Authors
E. M. Babiker and
S. H. Hulbert, Department of Plant Pathology, Washington State University, Pullman 99164-6430; and
T. C. Paulitz, United States Department of Agriculture–Agricultural Research Service, Root Disease and Biological Control Research Unit, Pullman, WA 99164-6430
Abstract
Camelina (Camelina sativa) plants with symptoms of downy mildew were obtained from three different locations in Washington State. Based on polymerase chain reaction (PCR) and sequencing of the internal transcribed spacer (ITS)1-5.8S-ITS2 region, the causal pathogen was identified as Hyaloperonospora camelinae. The PCR primers consistently amplified 699-bp bands from the infected plants but not from the asymptomatic plants. A comparison of the sequences with those in GenBank revealed 100% sequence similarity to H. camelinae. Growth and development of the H. camelinae was observed in different tissues using light microscopy and scanning electron microscopy (SEM).

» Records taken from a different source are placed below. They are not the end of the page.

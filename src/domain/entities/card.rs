use std::borrow::Cow;
use std::fmt;
use std::str::FromStr;

use chrono::{DateTime, Utc};
use serde::{de, Deserialize, Deserializer, Serialize, Serializer};
use url::Url;
use validator::{Validate, ValidationError};

use crate::{
    entities::option_fields::OptionField,
    errors::{AppError, FieldError},
};

// ───── Constants ──────────────────────────────────────────────────────
const MAX_INFO_DESCRIPTION_CHARS: usize = 1000;


// ───── Core Models ───────────────────────────────────────────────────

#[derive(Debug, Clone, Copy, PartialEq, Eq, Serialize, Deserialize)]
#[serde(rename_all = "SCREAMING_SNAKE_CASE")]
pub enum Category {
    Sights,
    Food,
    Nightlife,
    Events,
    Info,
}

impl Category {
    pub const ALL: [Category; 5] = [
        Category::Sights,
        Category::Food,
        Category::Nightlife,
        Category::Events,
        Category::Info,
    ];

    pub fn as_str(&self) -> &'static str {
        match self {
            Category::Sights => "SIGHTS",
            Category::Food => "FOOD",
            Category::Nightlife => "NIGHTLIFE",
            Category::Events => "EVENTS",
            Category::Info => "INFO",
        }
    }

    pub fn tab_label(&self) -> &'static str {
        match self {
            Category::Sights => "Sights & Landmarks",
            Category::Food => "Food & Restaurants",
            Category::Nightlife => "Nightlife & Clubs",
            Category::Events => "Events & Concerts",
            Category::Info => "Good to Know",
        }
    }

    pub fn badge_label(&self) -> &'static str {
        match self {
            Category::Sights => "Sights",
            Category::Food => "Food",
            Category::Nightlife => "Nightlife",
            Category::Events => "Events",
            Category::Info => "Info",
        }
    }

    /// INFO cards are plain text entries, everything else is a visual card.
    pub fn requires_image(&self) -> bool {
        !matches!(self, Category::Info)
    }

    pub fn requires_link(&self) -> bool {
        !matches!(self, Category::Info)
    }

    pub fn max_description_chars(&self) -> Option<usize> {
        match self {
            Category::Info => Some(MAX_INFO_DESCRIPTION_CHARS),
            _ => None,
        }
    }
}

impl fmt::Display for Category {
    fn fmt(&self, f: &mut fmt::Formatter<'_>) -> fmt::Result {
        f.write_str(self.as_str())
    }
}

impl FromStr for Category {
    type Err = AppError;

    fn from_str(s: &str) -> Result<Self, Self::Err> {
        Category::ALL
            .iter()
            .copied()
            .find(|c| c.as_str().eq_ignore_ascii_case(s.trim()))
            .ok_or_else(|| {
                AppError::InvalidInput(format!(
                    "Unknown category '{}', expected one of SIGHTS, FOOD, NIGHTLIFE, EVENTS, INFO",
                    s
                ))
            })
    }
}

/// Image reference on a card. `Inline` holds a base64 `data:` URL as
/// produced by the normalizer, `Remote` an ordinary http(s) URL.
#[derive(Debug, Clone, PartialEq)]
pub enum CardImage {
    Inline(String),
    Remote(Url),
}

impl CardImage {
    pub fn as_str(&self) -> &str {
        match self {
            CardImage::Inline(data) => data,
            CardImage::Remote(url) => url.as_str(),
        }
    }

    pub fn is_inline(&self) -> bool {
        matches!(self, CardImage::Inline(_))
    }
}

impl FromStr for CardImage {
    type Err = ValidationError;

    fn from_str(s: &str) -> Result<Self, Self::Err> {
        if s.starts_with("data:image/") {
            return Ok(CardImage::Inline(s.to_string()));
        }
        match Url::parse(s) {
            Ok(url) if url.scheme() == "http" || url.scheme() == "https" => {
                Ok(CardImage::Remote(url))
            }
            _ => Err(new_validation_error(
                "invalid_image",
                "Image must be a data:image/.. URL or an http(s) URL",
            )),
        }
    }
}

impl Serialize for CardImage {
    fn serialize<S: Serializer>(&self, serializer: S) -> Result<S::Ok, S::Error> {
        serializer.serialize_str(self.as_str())
    }
}

impl<'de> Deserialize<'de> for CardImage {
    fn deserialize<D: Deserializer<'de>>(deserializer: D) -> Result<Self, D::Error> {
        let raw = String::deserialize(deserializer)?;
        raw.parse().map_err(|_| {
            de::Error::custom("expected a data:image/.. URL or an http(s) URL")
        })
    }
}

/// Image slot on the wire: `null` and a blank string both mean "no
/// image", anything else must parse as a [`CardImage`].
fn deserialize_image_slot<'de, D>(deserializer: D) -> Result<Option<CardImage>, D::Error>
where
    D: Deserializer<'de>,
{
    match Option::<String>::deserialize(deserializer)? {
        None => Ok(None),
        Some(raw) if raw.trim().is_empty() => Ok(None),
        Some(raw) => raw
            .parse()
            .map(Some)
            .map_err(|_| de::Error::custom("expected a data:image/.. URL or an http(s) URL")),
    }
}

/// Same rule for PATCH bodies, where `null` and a blank string clear the
/// slot and an absent field never reaches this function.
fn deserialize_image_field<'de, D>(deserializer: D) -> Result<OptionField<CardImage>, D::Error>
where
    D: Deserializer<'de>,
{
    Ok(match deserialize_image_slot(deserializer)? {
        None => OptionField::SetToNull,
        Some(image) => OptionField::SetToValue(image),
    })
}

#[derive(Debug, Clone, PartialEq, Serialize, Deserialize)]
#[serde(rename_all = "camelCase")]
pub struct Card {
    pub id: String,
    pub title: String,
    pub description: String,
    pub category: Category,

    #[serde(
        default,
        deserialize_with = "deserialize_image_slot",
        skip_serializing_if = "Option::is_none"
    )]
    pub image_url: Option<CardImage>,

    #[serde(default, skip_serializing_if = "Option::is_none")]
    pub link: Option<String>,

    #[serde(with = "chrono::serde::ts_milliseconds")]
    pub date_added: DateTime<Utc>,

    #[serde(default, skip_serializing_if = "Option::is_none")]
    pub location: Option<String>,

    #[serde(default, skip_serializing_if = "Option::is_none")]
    pub date: Option<String>,

    #[serde(default, skip_serializing_if = "Option::is_none")]
    pub time: Option<String>,

    #[serde(default, skip_serializing_if = "Option::is_none")]
    pub address: Option<String>,

    #[serde(default, skip_serializing_if = "Option::is_none")]
    pub price: Option<String>,
}

// ───── API Response Models ──────────────────────────────────────────

#[derive(Debug, Serialize)]
pub struct CardMutationResponse {
    pub card: Card,

    #[serde(skip_serializing_if = "Option::is_none")]
    pub warning: Option<String>,
}

#[derive(Debug, Serialize)]
pub struct CardDeletedResponse {
    pub deleted: String,

    #[serde(skip_serializing_if = "Option::is_none")]
    pub warning: Option<String>,
}

/// The current collection rendered as a seed literal, ready to be pasted
/// over the built-in collection.
#[derive(Debug, Serialize)]
pub struct SeedExportResponse {
    pub count: usize,
    pub content: String,
}

// ───── Input & Validation Requests ──────────────────────────────────

#[derive(Debug, Serialize, Deserialize, Validate)]
#[serde(rename_all = "camelCase")]
pub struct NewCardRequest {
    #[validate(
        length(min = 1, message = "Title cannot be empty"),
        custom(function = "validate_title")
    )]
    pub title: String,

    #[validate(custom(function = "validate_not_blank"))]
    pub description: String,

    pub category: Category,

    #[serde(
        default,
        deserialize_with = "deserialize_image_slot",
        skip_serializing_if = "Option::is_none"
    )]
    pub image_url: Option<CardImage>,

    #[serde(default, skip_serializing_if = "Option::is_none")]
    #[validate(custom(function = "validate_link"))]
    pub link: Option<String>,

    #[serde(default, skip_serializing_if = "Option::is_none")]
    pub location: Option<String>,

    #[serde(default, skip_serializing_if = "Option::is_none")]
    pub date: Option<String>,

    #[serde(default, skip_serializing_if = "Option::is_none")]
    pub time: Option<String>,

    #[serde(default, skip_serializing_if = "Option::is_none")]
    pub address: Option<String>,

    #[serde(default, skip_serializing_if = "Option::is_none")]
    pub price: Option<String>,
}

#[derive(Debug, Deserialize, Validate, Default)]
#[serde(default, rename_all = "camelCase")]
pub struct UpdateCardRequest {
    #[validate(custom(function = "validate_optional_title"))]
    pub title: OptionField<String>,

    #[validate(custom(function = "validate_optional_not_blank"))]
    pub description: OptionField<String>,

    pub category: OptionField<Category>,

    #[serde(deserialize_with = "deserialize_image_field")]
    pub image_url: OptionField<CardImage>,

    #[validate(custom(function = "validate_optional_link"))]
    pub link: OptionField<String>,

    pub location: OptionField<String>,

    pub date: OptionField<String>,

    pub time: OptionField<String>,

    pub address: OptionField<String>,

    pub price: OptionField<String>,
}

// ───── Validation Helpers ───────────────────────────────────────────

pub fn validate_title(title: &str) -> Result<(), ValidationError> {
    if title.trim().is_empty() {
        return Err(new_validation_error("title_blank", "Title cannot be empty"));
    }
    Ok(())
}

pub fn validate_not_blank(value: &str) -> Result<(), ValidationError> {
    if value.trim().is_empty() {
        return Err(new_validation_error("blank", "Description cannot be empty"));
    }
    Ok(())
}

pub fn validate_link(link: &str) -> Result<(), ValidationError> {
    match Url::parse(link) {
        Ok(parsed) => {
            if parsed.scheme() == "http" || parsed.scheme() == "https" {
                Ok(())
            } else {
                Err(new_validation_error(
                    "invalid_link_scheme",
                    "Link must start with http:// or https://",
                ))
            }
        }
        Err(_) => Err(new_validation_error("invalid_link", "Invalid link format")),
    }
}

pub fn validate_optional_title(value: &OptionField<String>) -> Result<(), ValidationError> {
    if let OptionField::SetToValue(title) = value {
        validate_title(title)?;
    }
    Ok(())
}

pub fn validate_optional_not_blank(value: &OptionField<String>) -> Result<(), ValidationError> {
    if let OptionField::SetToValue(text) = value {
        validate_not_blank(text)?;
    }
    Ok(())
}

pub fn validate_optional_link(value: &OptionField<String>) -> Result<(), ValidationError> {
    if let OptionField::SetToValue(link) = value {
        validate_link(link)?;
    }
    Ok(())
}

fn new_validation_error(code: &'static str, msg: &'static str) -> ValidationError {
    let mut err = ValidationError::new(code);
    err.message = Some(Cow::Borrowed(msg));
    err
}

fn none_if_blank(value: Option<String>) -> Option<String> {
    value.filter(|s| !s.trim().is_empty())
}

// ───── Conversions & Rules ──────────────────────────────────────────

impl NewCardRequest {
    /// Build the stored card. `stamp` is the creation instant in epoch
    /// milliseconds and doubles as the card id.
    pub fn into_card(self, stamp: i64) -> Result<Card, AppError> {
        self.validate().map_err(AppError::from)?;

        let card = Card {
            id: stamp.to_string(),
            title: self.title,
            description: self.description,
            category: self.category,
            image_url: self.image_url,
            link: none_if_blank(self.link),
            date_added: DateTime::from_timestamp_millis(stamp).unwrap_or_else(Utc::now),
            location: none_if_blank(self.location),
            date: none_if_blank(self.date),
            time: none_if_blank(self.time),
            address: none_if_blank(self.address),
            price: none_if_blank(self.price),
        };

        card.enforce_category_rules()?;
        Ok(card)
    }
}

impl UpdateCardRequest {
    pub fn is_empty(&self) -> bool {
        self.title.is_unchanged()
            && self.description.is_unchanged()
            && self.category.is_unchanged()
            && self.image_url.is_unchanged()
            && self.link.is_unchanged()
            && self.location.is_unchanged()
            && self.date.is_unchanged()
            && self.time.is_unchanged()
            && self.address.is_unchanged()
            && self.price.is_unchanged()
    }

    /// Apply the patch on top of an existing card. The id and creation
    /// stamp of `current` always survive the merge.
    pub fn merge_into(self, current: Card) -> Result<Card, AppError> {
        self.validate().map_err(AppError::from)?;

        let mut card = current;
        let mut errors = Vec::new();

        match self.title {
            OptionField::SetToValue(title) => card.title = title,
            OptionField::SetToNull => errors.push(FieldError {
                field: "title".to_string(),
                message: "Title cannot be removed".to_string(),
            }),
            OptionField::Unchanged => {}
        }
        match self.description {
            OptionField::SetToValue(description) => card.description = description,
            OptionField::SetToNull => errors.push(FieldError {
                field: "description".to_string(),
                message: "Description cannot be removed".to_string(),
            }),
            OptionField::Unchanged => {}
        }
        match self.category {
            OptionField::SetToValue(category) => card.category = category,
            OptionField::SetToNull => errors.push(FieldError {
                field: "category".to_string(),
                message: "Category cannot be removed".to_string(),
            }),
            OptionField::Unchanged => {}
        }

        if !errors.is_empty() {
            return Err(AppError::ValidationError(errors));
        }

        card.image_url = self.image_url.apply_to(card.image_url);
        card.link = none_if_blank(self.link.apply_to(card.link));
        card.location = none_if_blank(self.location.apply_to(card.location));
        card.date = none_if_blank(self.date.apply_to(card.date));
        card.time = none_if_blank(self.time.apply_to(card.time));
        card.address = none_if_blank(self.address.apply_to(card.address));
        card.price = none_if_blank(self.price.apply_to(card.price));

        card.enforce_category_rules()?;
        Ok(card)
    }
}

impl Card {
    /// Completeness rules that depend on the category. Checked after
    /// create and after every merge, so a category switch re-applies the
    /// target category's requirements.
    pub fn enforce_category_rules(&self) -> Result<(), AppError> {
        let mut errors = Vec::new();

        if self.category.requires_image() && self.image_url.is_none() {
            errors.push(FieldError {
                field: "imageUrl".to_string(),
                message: format!("An image is required for {} cards", self.category),
            });
        }
        if self.category.requires_link() && self.link.is_none() {
            errors.push(FieldError {
                field: "link".to_string(),
                message: format!("A link is required for {} cards", self.category),
            });
        }
        if let Some(max) = self.category.max_description_chars() {
            if self.description.chars().count() > max {
                errors.push(FieldError {
                    field: "description".to_string(),
                    message: format!(
                        "Description is limited to {} characters for {} cards",
                        max, self.category
                    ),
                });
            }
        }

        if errors.is_empty() {
            Ok(())
        } else {
            Err(AppError::ValidationError(errors))
        }
    }
}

Light microscopic observation revealed the presence of oospores in the infected leaves and SEM revealed the presence of conidia and conidiophores on the seed surface. To determine whether H. camelinae is a seed-transmitted pathogen, seed collected from infected plants were planted in Sunshine professional growing mix maintained in a growth chamber. Disease symptoms were observed in 96% of the seedlings compared with 3% of the seedlings grown from seed from asymptomatic plants, which indicates that H. camelinae is a seed-transmitted pathogen. Seed treated with mefenoxam, a fungicide specific for Oomycetes, significantly reduced the incidence of the disease.